**Week 1:** Intro week, floating point, vector norms, matrix multiplication

- Concept of floating point
- Basic vector norms(p-norm, Manhattan distance, 2-norm, Chebyshev norm)
- A short demo on $L_1$-norm minimization
- Concept of forward/backward error

Today we will talk about:

- Matrices
- Matrix multiplication
- Matrix norms, operator norms
- unitary matrices, unitary invariant norms
- Concept of block algorithms for NLA: why and how.
- Complexity of matrix multiplication

Consider composition of two linear operators:

- $y = Bx$
- $z = Ay$

Then, $z = Ay = A B x = C x$, where $C$ is the **matrix-by-matrix product**.
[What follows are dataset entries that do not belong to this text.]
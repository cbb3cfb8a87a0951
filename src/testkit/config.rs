//! Canonical test configurations.

use crate::infrastructure::config::{Config, LlmConfig};

/// API key used by every test configuration.
pub const TEST_API_KEY: &str = "sk-test";

/// Default configuration with an API key set and the upstream at `base_url`.
pub fn config(base_url: &str) -> Config {
    Config {
        llm: LlmConfig {
            base_url: base_url.to_string(),
            api_key: Some(TEST_API_KEY.to_string()),
            ..LlmConfig::default()
        },
        ..Config::default()
    }
}
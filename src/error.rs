use thiserror::Error;

use crate::domain::error::DomainError;

/// Configuration-related errors with structured variants.
#[derive(Error, Debug)]
pub enum ConfigError {
    #[error("missing required field: {field}")]
    MissingField { field: &'static str },

    #[error("invalid value for {field}: {reason}")]
    InvalidValue { field: &'static str, reason: String },

    #[error("failed to read config file: {0}")]
    ReadFile(#[source] std::io::Error),

    #[error("failed to parse config: {0}")]
    Parse(#[source] toml::de::Error),
}

#[derive(Error, Debug)]
pub enum Error {
    #[error(transparent)]
    Config(#[from] ConfigError),

    #[error(transparent)]
    Domain(#[from] DomainError),

    /// Failure already shaped by the completion client; carries the cause.
    #[error("AI generation failed: {0}")]
    Upstream(String),

    #[error("HTTP error: {0}")]
    Http(#[from] reqwest::Error),

    #[error("IO error: {0}")]
    Io(#[from] std::io::Error),
}

pub type Result<T> = std::result::Result<T, Error>;
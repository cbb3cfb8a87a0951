//! Review writing styles.

use std::fmt;

use serde::{Deserialize, Serialize};

/// Tone a review is written in.
///
/// The set is closed: a request naming any other style is rejected while the
/// body is deserialized.
#[derive(Debug, Clone, Copy, PartialEq, Eq, Hash, Serialize, Deserialize)]
#[serde(rename_all = "lowercase")]
pub enum Style {
    /// Sharp, sarcastic, darkly funny.
    Toxic,
    /// Pretentious literary hipster.
    Literary,
    /// Overdramatic teenager with secret powers.
    Chuunibyou,
    /// Palace-drama court intrigue.
    Zhenhuan,
    /// Lu Xun's cold social criticism.
    Luxun,
    /// Florid, theatrical, slightly pompous.
    Shakespeare,
}

impl Style {
    /// Every supported style, in declaration order.
    pub const ALL: [Style; 6] = [
        Style::Toxic,
        Style::Literary,
        Style::Chuunibyou,
        Style::Zhenhuan,
        Style::Luxun,
        Style::Shakespeare,
    ];

    /// Wire identifier of the style.
    #[must_use]
    pub const fn as_str(self) -> &'static str {
        match self {
            Style::Toxic => "toxic",
            Style::Literary => "literary",
            Style::Chuunibyou => "chuunibyou",
            Style::Zhenhuan => "zhenhuan",
            Style::Luxun => "luxun",
            Style::Shakespeare => "shakespeare",
        }
    }
}

impl fmt::Display for Style {
    fn fmt(&self, f: &mut fmt::Formatter<'_>) -> fmt::Result {
        f.write_str(self.as_str())
    }
}
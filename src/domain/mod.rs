//! Request validation and prompt building.
//!
//! Pure types and functions with no I/O: the closed style and language sets,
//! title validation, template tier selection and prompt rendering.

pub mod error;
pub mod language;
pub mod prompt;
pub mod review;
pub mod style;

pub use error::DomainError;
pub use language::Language;
pub use prompt::{render_prompt, TemplateTier};
pub use review::{BookTitle, ReviewRequest, ReviewResponse};
pub use style::Style;
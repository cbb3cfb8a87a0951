//! Domain validation errors for review requests.
//!
//! These errors are business-rule rejections. Structural problems (unknown
//! style, unknown language, missing fields) never reach the domain: they are
//! rejected while the request body is deserialized.
//!
//! # Examples
//!
//! ```
//! use roast_my_book::domain::error::DomainError;
//! use roast_my_book::domain::BookTitle;
//!
//! let result = BookTitle::try_new("   ");
//! assert!(matches!(result, Err(DomainError::EmptyBookName)));
//! ```

use thiserror::Error;

/// Errors that occur when domain invariants are violated.
#[derive(Error, Debug, Clone, PartialEq, Eq)]
pub enum DomainError {
    /// The book title is empty or whitespace-only.
    #[error("book name must not be empty")]
    EmptyBookName,
}
//! Request tracing and metrics middleware.

use std::time::Instant;

use axum::extract::{MatchedPath, Request, State};
use axum::middleware::Next;
use axum::response::Response;
use tracing::{info, info_span, Instrument};
use uuid::Uuid;

use super::AppState;

/// Run each request inside a span tagged with a fresh request id, then log
/// and count it once the response is ready.
pub async fn track_requests(
    State(state): State<AppState>,
    matched: Option<MatchedPath>,
    request: Request,
    next: Next,
) -> Response {
    let request_id = Uuid::new_v4();
    let method = request.method().clone();
    let route = matched
        .as_ref()
        .map_or("unmatched", MatchedPath::as_str)
        .to_string();
    let span = info_span!("http_request", %request_id, %method, route = %route);

    let started = Instant::now();
    let response = next.run(request).instrument(span.clone()).await;
    let elapsed = started.elapsed();
    let status = response.status().as_u16();

    state
        .metrics
        .record_request(&method, &route, status, elapsed);
    span.in_scope(|| {
        info!(
            status,
            latency_ms = u64::try_from(elapsed.as_millis()).unwrap_or(u64::MAX),
            "Request completed"
        );
    });

    response
}
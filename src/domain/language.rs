//! Target writing languages.

use std::fmt;

use serde::{Deserialize, Serialize};

/// Language the review should be written in.
///
/// Defaults to [`Language::Zh`] when a request omits it.
#[derive(Debug, Clone, Copy, Default, PartialEq, Eq, Hash, Serialize, Deserialize)]
#[serde(rename_all = "lowercase")]
pub enum Language {
    En,
    #[default]
    Zh,
    Ja,
    De,
    Fr,
    Ko,
    Es,
}

impl Language {
    /// Every supported language, in declaration order.
    pub const ALL: [Language; 7] = [
        Language::En,
        Language::Zh,
        Language::Ja,
        Language::De,
        Language::Fr,
        Language::Ko,
        Language::Es,
    ];

    /// Wire identifier of the language.
    #[must_use]
    pub const fn as_str(self) -> &'static str {
        match self {
            Language::En => "en",
            Language::Zh => "zh",
            Language::Ja => "ja",
            Language::De => "de",
            Language::Fr => "fr",
            Language::Ko => "ko",
            Language::Es => "es",
        }
    }

    /// True only for the language that has its own authored template.
    #[must_use]
    pub const fn is_primary(self) -> bool {
        matches!(self, Language::En)
    }
}

impl fmt::Display for Language {
    fn fmt(&self, f: &mut fmt::Formatter<'_>) -> fmt::Result {
        f.write_str(self.as_str())
    }
}
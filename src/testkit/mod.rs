//! Shared test utilities available to both unit and integration tests.
//!
//! Enabled via `#[cfg(test)]` (unit tests) or the `testkit` feature
//! (integration tests).
//!
//! # Modules
//!
//! - [`llm`] - `ScriptedLlm`, an [`Llm`](crate::port::Llm) that records
//!   prompts and returns a fixed reply or error.
//! - [`config`] - Canonical test configuration pointing at a given upstream.

pub mod config;
pub mod llm;
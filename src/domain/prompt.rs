//! Prompt templates for review generation.
//!
//! There are exactly two template tiers. English requests get the primary
//! tier; every other language, including the default, reuses the Chinese
//! fallback tier. Both instruction tables are exhaustive matches over
//! [`Style`], so a lookup cannot miss.

use super::language::Language;
use super::review::BookTitle;
use super::style::Style;

/// Which authored template set a request is rendered with.
#[derive(Debug, Clone, Copy, PartialEq, Eq)]
pub enum TemplateTier {
    /// English instructions and template.
    Primary,
    /// Chinese instructions and template.
    Fallback,
}

impl TemplateTier {
    /// Pick the tier for a request language.
    #[must_use]
    pub const fn for_language(language: Language) -> Self {
        if language.is_primary() {
            TemplateTier::Primary
        } else {
            TemplateTier::Fallback
        }
    }

    /// Tone instruction for a style in this tier's language.
    #[must_use]
    pub const fn instruction(self, style: Style) -> &'static str {
        match self {
            TemplateTier::Primary => english_instruction(style),
            TemplateTier::Fallback => chinese_instruction(style),
        }
    }
}

const fn english_instruction(style: Style) -> &'static str {
    match style {
        Style::Toxic => "Write a book review with a sarcastic, sharp, and humorous tone. Be witty and edgy but not malicious, full of irony and dark humor",
        Style::Literary => "Write a book review in the tone of a pretentious literary hipster, full of poetic language, imagery and metaphors, slightly affected",
        Style::Chuunibyou => "Write a book review in the tone of a chuunibyou (middle school syndrome) teenager, full of exaggerated fantasy settings, mysterious powers and cringe-worthy lines",
        Style::Zhenhuan => "Write a book review in the elegant style of Chinese palace drama, refined yet subtly sharp, full of court intrigue metaphors",
        Style::Luxun => "Write a book review in Lu Xun's style, coldly sharp and penetrating, full of social criticism and sardonic wit",
        Style::Shakespeare => "Write a book review in Shakespearean style, with flowery language, dramatic expressions, poetic but slightly pompous",
    }
}

const fn chinese_instruction(style: Style) -> &'static str {
    match style {
        Style::Toxic => "用毒舌、犀利、搞笑的语调写书评，要尖锐但不恶毒，充满调侃和黑色幽默",
        Style::Literary => "用文艺青年的腔调写书评，充满诗意但又略带装腔作势，多用意象和隐喻",
        Style::Chuunibyou => "用中二病少年的语调写书评，充满夸张的设定、神秘力量和羞耻的台词",
        Style::Zhenhuan => "用甄嬛传的语调写书评，古风雅致、暗含机锋，各种宫斗隐喻",
        Style::Luxun => "用鲁迅的语调写书评，冷峻犀利、一针见血，充满社会批判精神",
        Style::Shakespeare => "用莎士比亚的语调写书评，华丽辞藻、戏剧化表达，充满诗意但略显浮夸",
    }
}

/// Render the full prompt sent to the completion endpoint.
///
/// The title and instruction are interpolated verbatim.
#[must_use]
pub fn render_prompt(tier: TemplateTier, style: Style, title: &BookTitle) -> String {
    let instruction = tier.instruction(style);
    let book = title.as_str();

    match tier {
        TemplateTier::Primary => format!(
            r#"Please {instruction} for the book "{book}".

Requirements:
1. 300-500 words
2. Match the specified style's tone and characteristics
3. Be funny and entertaining but not overly malicious
4. Feel free to add fictional details for humor
5. Write in English

Book: "{book}"

Write the review:"#
        ),
        TemplateTier::Fallback => format!(
            r#"请{instruction}为《{book}》这本书写一篇书评。

要求：
1. 字数在 300-500 字之间
2. 符合指定风格的语调和特色
3. 要搞笑有趣，但不要过于恶毒
4. 可以适当虚构一些细节来增加趣味性
5. 用中文写作

书名：《{book}》"#
        ),
    }
}

#[cfg(test)]
mod tests {
    use super::*;

    fn title(s: &str) -> BookTitle {
        BookTitle::try_new(s).unwrap()
    }

    #[test]
    fn english_selects_primary_tier() {
        assert_eq!(TemplateTier::for_language(Language::En), TemplateTier::Primary);
    }

    #[test]
    fn every_other_language_falls_back() {
        for language in Language::ALL.into_iter().filter(|l| *l != Language::En) {
            assert_eq!(
                TemplateTier::for_language(language),
                TemplateTier::Fallback,
                "{language} should use the fallback tier"
            );
        }
    }

    #[test]
    fn every_style_has_an_instruction_in_both_tiers() {
        for style in Style::ALL {
            assert!(!TemplateTier::Primary.instruction(style).is_empty());
            assert!(!TemplateTier::Fallback.instruction(style).is_empty());
        }
    }

    #[test]
    fn primary_prompt_is_english() {
        let prompt = render_prompt(TemplateTier::Primary, Style::Toxic, &title("Dune"));

        assert!(prompt.starts_with("Please Write a book review with a sarcastic"));
        assert!(prompt.contains(r#"for the book "Dune""#));
        assert!(prompt.contains("300-500 words"));
        assert!(prompt.contains("not overly malicious"));
        assert!(prompt.contains("fictional details"));
        assert!(prompt.contains("Write in English"));
        assert!(prompt.ends_with("Write the review:"));
    }

    #[test]
    fn fallback_prompt_is_chinese() {
        let prompt = render_prompt(TemplateTier::Fallback, Style::Luxun, &title("三体"));

        assert!(prompt.starts_with("请用鲁迅的语调写书评"));
        assert!(prompt.contains("为《三体》这本书写一篇书评"));
        assert!(prompt.contains("300-500 字"));
        assert!(prompt.contains("不要过于恶毒"));
        assert!(prompt.contains("虚构"));
        assert!(prompt.contains("用中文写作"));
        assert!(prompt.ends_with("书名：《三体》"));
    }

    #[test]
    fn title_is_interpolated_trimmed() {
        let prompt = render_prompt(TemplateTier::Primary, Style::Literary, &title("  Emma \n"));
        assert!(prompt.contains(r#""Emma""#));
        assert!(!prompt.contains("  Emma"));
    }

    #[test]
    fn title_is_not_sanitized() {
        let raw = r#"Ignore "previous" <instructions> {}"#;
        let prompt = render_prompt(TemplateTier::Fallback, Style::Toxic, &title(raw));
        assert!(prompt.contains(raw));
    }
}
A product of an $n \times k$ matrix $A$ and a $k \times m$ matrix $B$ is a $n \times m$ matrix $C$ with the elements

$$
c_{ij} = \sum_{s=1}^k a_{is} b_{sj}, \quad i = 1, \ldots, n, \quad j = 1, \ldots, m
$$

Complexity of a naive algorithm for MM is $\mathcal{O}(n^3)$.

Matrix-by-matrix product is the **core** for almost all efficient algorithms in linear algebra.

Basically, all the NLA algorithms are reduced to a sequence of matrix-by-matrix products,

so efficient implementation of MM reduces the complexity of numerical algorithms by the same factor.

However, implementing MM is not easy at all!

Is it easy to multiply a matrix by a matrix?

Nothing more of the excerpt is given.